Si la première exposition a produit une image qui était une représentation parfaite de l'échantillon, les ondes lumineuses sculptées sur mesure de la deuxième exposition entreraient dans l'échantillon à différentes phases, passer à travers l'échantillon, puis émerge comme une nappe de lumière plate, la caméra ne voit rien d'autre qu'une image sombre.
« C'est la chose intéressante :nous effaçons en quelque sorte l'image de l'échantillon. Nous ne voulons presque rien voir. Nous annulons les grandes structures pour que nous puissions voir les plus petites dans les moindres détails, " expliqua Ideguchi.

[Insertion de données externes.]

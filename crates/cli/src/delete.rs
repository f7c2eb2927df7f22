use std::io::{BufRead, Write};
use std::sync::Arc;

use anyhow::{bail, Context, Result};
use sessionhub_core::{resolve_session, PathValidator, StoreRegistry};

/// Delete a session's transcript file, after validating the target lives in
/// a directory this tool is allowed to touch.
pub fn run(registry: &Arc<StoreRegistry>, query: &str, force: bool) -> Result<()> {
    let (_, meta) = resolve_session(registry, None, query)?;
    let path = &meta.full_path;

    let parent = path
        .parent()
        .with_context(|| format!("no parent directory for {}", path.display()))?;
    let validator = PathValidator::new(registry.clone());
    validator
        .validate_directory(&parent.to_string_lossy())
        .with_context(|| format!("refusing to delete from {}", parent.display()))?;

    if !force && !confirm(&format!("Delete {}? [y/N] ", path.display()))? {
        println!("Aborted.");
        return Ok(());
    }

    std::fs::remove_file(path).with_context(|| format!("delete {}", path.display()))?;
    println!("Deleted {}", path.display());
    Ok(())
}

fn confirm(prompt: &str) -> Result<bool> {
    print!("{prompt}");
    std::io::stdout().flush()?;

    let mut answer = String::new();
    if std::io::stdin().lock().read_line(&mut answer)? == 0 {
        bail!("no confirmation on stdin (use --force for non-interactive use)");
    }
    let answer = answer.trim().to_ascii_lowercase();
    Ok(answer == "y" || answer == "yes")
}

Une image standard (en haut) prise à l'aide d'une imagerie de phase quantitative conventionnelle et une image plus claire (en bas) produite à l'aide d'une nouvelle méthode de microscopie ADRIFT-QPI développée par une équipe de recherche de l'Université de Tokyo. Les photos de gauche sont des images de la phase optique et les images de droite montrent le changement de phase optique dû à l'absorption de la lumière dans l'infrarouge moyen (spécifique moléculaire) principalement par les protéines. La flèche bleue pointe vers le bord du noyau, la flèche blanche pointe vers les nucléoles (une sous-structure à l'intérieur du noyau), et les flèches vertes pointent vers d'autres grosses particules. Crédit :Toda et al., CC-BY 4.0
En réalité, la première exposition est imparfaite, ainsi les ondes lumineuses sculptées émergent avec de subtiles déviations de phase.

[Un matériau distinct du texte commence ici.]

impl CodexReader {
    fn convert_line(&self, line: &[u8], line_no: usize) -> Option<Parsed> {
        let log: LogLine = serde_json::from_slice(line).ok()?;
        let timestamp = parse_rfc3339(&log.timestamp).unwrap_or(DateTime::<Utc>::UNIX_EPOCH);
        match log.kind.as_str() {
            "event_msg" => self.convert_event(&log.payload, timestamp, line_no),
            "response_item" => self.convert_response_item(&log.payload, timestamp, line_no),
            _ => None,
        }
    }

    fn convert_event(&self, payload: &Value, timestamp: DateTime<Utc>, line_no: usize) -> Option<Parsed> {
        match read_str(payload, "type") {
            "user_message" => {
                let text = read_str(payload, "message");
                if text.is_empty() {
                    return None;
                }
                Some(Parsed {
                    entry: self.new_entry(Role::User, timestamp, line_no, "user_message", text),
                    kind: "user_message",
                    from_event: true,
                })
            }
            "agent_message" => {
                let text = read_str(payload, "message");
                if text.is_empty() {
                    return None;
                }
                Some(Parsed {
                    entry: self.new_entry(Role::Assistant, timestamp, line_no, "agent_message", text),
                    kind: "agent_message",
                    from_event: true,
                })
            }
            "agent_reasoning" => {
                let thinking = read_str(payload, "text");
                if thinking.is_empty() {
                    return None;
                }
                let mut entry =
                    self.new_entry(Role::Assistant, timestamp, line_no, "agent_reasoning", "");
                entry.content_blocks = vec![ContentBlock::Thinking {
                    thinking: thinking.to_string(),
                    signature: None,
                }];
                Some(Parsed {
                    entry,
                    kind: "agent_reasoning",
                    from_event: true,
                })
            }
            _ => None,
        }
    }

    fn convert_response_item(
        &self,
        payload: &Value,
        timestamp: DateTime<Utc>,
        line_no: usize,
    ) -> Option<Parsed> {
        match read_str(payload, "type") {
            "message" => {
                let role = match read_str(payload, "role") {
                    "user" => Role::User,
                    "assistant" => Role::Assistant,
                    _ => Role::System,
                };
                let text = extract_message_text(payload.get("content"));
                if text.is_empty() {
                    return None;
                }
                Some(Parsed {
                    entry: self.new_entry(role, timestamp, line_no, "message", &text),
                    kind: "message",
                    from_event: false,
                })
            }
            "reasoning" => {
                let thinking = extract_reasoning_text(payload);
                if thinking.is_empty() {
                    return None;
                }
                let mut entry = self.new_entry(Role::Assistant, timestamp, line_no, "reasoning", "");
                entry.content_blocks = vec![ContentBlock::Thinking {
                    thinking,
                    signature: None,
                }];
                Some(Parsed {
                    entry,
                    kind: "reasoning",
                    from_event: false,
                })
            }
            kind @ ("function_call" | "custom_tool_call") => {
                let call_id = read_str(payload, "call_id").to_string();
                let name = read_str(payload, "name").to_string();
                if call_id.is_empty() && name.is_empty() {
                    return None;
                }
                let kind: &'static str = if kind == "function_call" {
                    "function_call"
                } else {
                    "custom_tool_call"
                };
                let mut entry = self.new_entry(Role::Assistant, timestamp, line_no, kind, "");
                entry.uuid = format!("{}:{}", entry.uuid, call_id);
                entry.content_blocks = vec![ContentBlock::ToolUse {
                    id: call_id,
                    name,
                    input: parse_tool_input(payload),
                }];
                Some(Parsed {
                    entry,
                    kind,
                    from_event: false,
                })
            }
            kind @ ("function_call_output" | "custom_tool_call_output") => {
                let call_id = read_str(payload, "call_id").to_string();
                let output = normalize_tool_output(payload.get("output"));
                if call_id.is_empty() && output.is_empty() {
                    return None;
                }
                let kind: &'static str = if kind == "function_call_output" {
                    "function_call_output"
                } else {
                    "custom_tool_call_output"
                };
                let mut entry = self.new_entry(Role::Tool, timestamp, line_no, kind, "");
                entry.uuid = format!("{}:{}", entry.uuid, call_id);
                entry.content_blocks = vec![ContentBlock::ToolResult {
                    tool_use_id: call_id,
                    content: output,
                    is_error: false,
                }];
                Some(Parsed {
                    entry,
                    kind,
                    from_event: false,
                })
            }
            _ => None,
        }
    }

    fn new_entry(
        &self,
        role: Role,
        timestamp: DateTime<Utc>,
        line_no: usize,
        kind: &str,
        text: &str,
    ) -> Entry {
        Entry {
            // Rollout lines carry no IDs; synthesize stable ones from
            // position so re-reads produce identical entries.
            uuid: format!("{}:{line_no:06}:{kind}", self.session_id),
            parent_uuid: None,
            role,
            timestamp,
            source: Source::codex(),
            workspace_id: self.workspace_id.clone(),
            agent_id: String::new(),
            content_blocks: Vec::new(),
            text: text.to_string(),
            model: String::new(),
            usage: None,
            git_branch: String::new(),
            cwd: String::new(),
            is_sidechain: false,
        }
    }
}

/// Whether `current` is the response-channel copy of the held-back event.
fn is_duplicate_pair(event: &Parsed, current: &Parsed) -> bool {
    if current.from_event || event.entry.role != current.entry.role {
        return false;
    }
    let event_text = comparable_text(&event.entry);
    let current_text = comparable_text(&current.entry);
    if event_text.is_empty() || event_text != current_text {
        return false;
    }
    match event.kind {
        "user_message" | "agent_message" => current.kind == "message",
        "agent_reasoning" => current.kind == "reasoning",
        _ => false,
    }
}

fn comparable_text(entry: &Entry) -> String {
    let text = entry.text.trim();
    if !text.is_empty() {
        return text.to_string();
    }
    for block in &entry.content_blocks {
        if let ContentBlock::Thinking { thinking, .. } = block {
            let thinking = thinking.trim();
            if !thinking.is_empty() {
                return thinking.to_string();
            }
        }
    }
    String::new()
}

// ── Payload helpers ─────────────────────────────────────────────────────────

fn read_str<'a>(payload: &'a Value, key: &str) -> &'a str {
    payload.get(key).and_then(Value::as_str).unwrap_or("")
}

/// Join the text parts of a response message's content array. Input variants
/// use `input_text`/`output_text` instead of `text`.
fn extract_message_text(content: Option<&Value>) -> String {
    let Some(Value::Array(items)) = content else {
        return String::new();
    };
    let mut parts = Vec::new();
    for item in items {
        for key in ["text", "input_text", "output_text"] {
            let text = read_str(item, key);
            if !text.is_empty() {
                parts.push(text);
                break;
            }
        }
    }
    parts.join("\n").trim().to_string()
}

La deuxième exposition révèle de minuscules différences de phase de lumière qui ont été « effacées » par des différences plus importantes lors de la première exposition. Ces minuscules différences de phase lumineuse restantes peuvent être mesurées avec une sensibilité accrue en raison de l'éclairage plus puissant utilisé lors de la deuxième exposition.
Une analyse informatique supplémentaire reconstruit une image finale de l'échantillon avec une plage dynamique étendue à partir des deux résultats de mesure. Dans les démonstrations de preuve de concept, les chercheurs estiment que l'ADRIFT-QPI produit des images avec une sensibilité sept fois supérieure à l'imagerie de phase quantitative conventionnelle.
Ideguchi dit que le véritable avantage d'ADRIFT-QPI est sa capacité à voir de minuscules particules dans le contexte de l'ensemble de la cellule vivante sans avoir besoin d'étiquettes ou de taches.
"Par exemple, de petits signaux provenant de particules nanométriques telles que des virus ou des particules se déplaçant à l'intérieur et à l'extérieur d'une cellule pourraient être détectés, qui permet d'observer simultanément leur comportement et l'état de la cellule, " dit Ideguchi.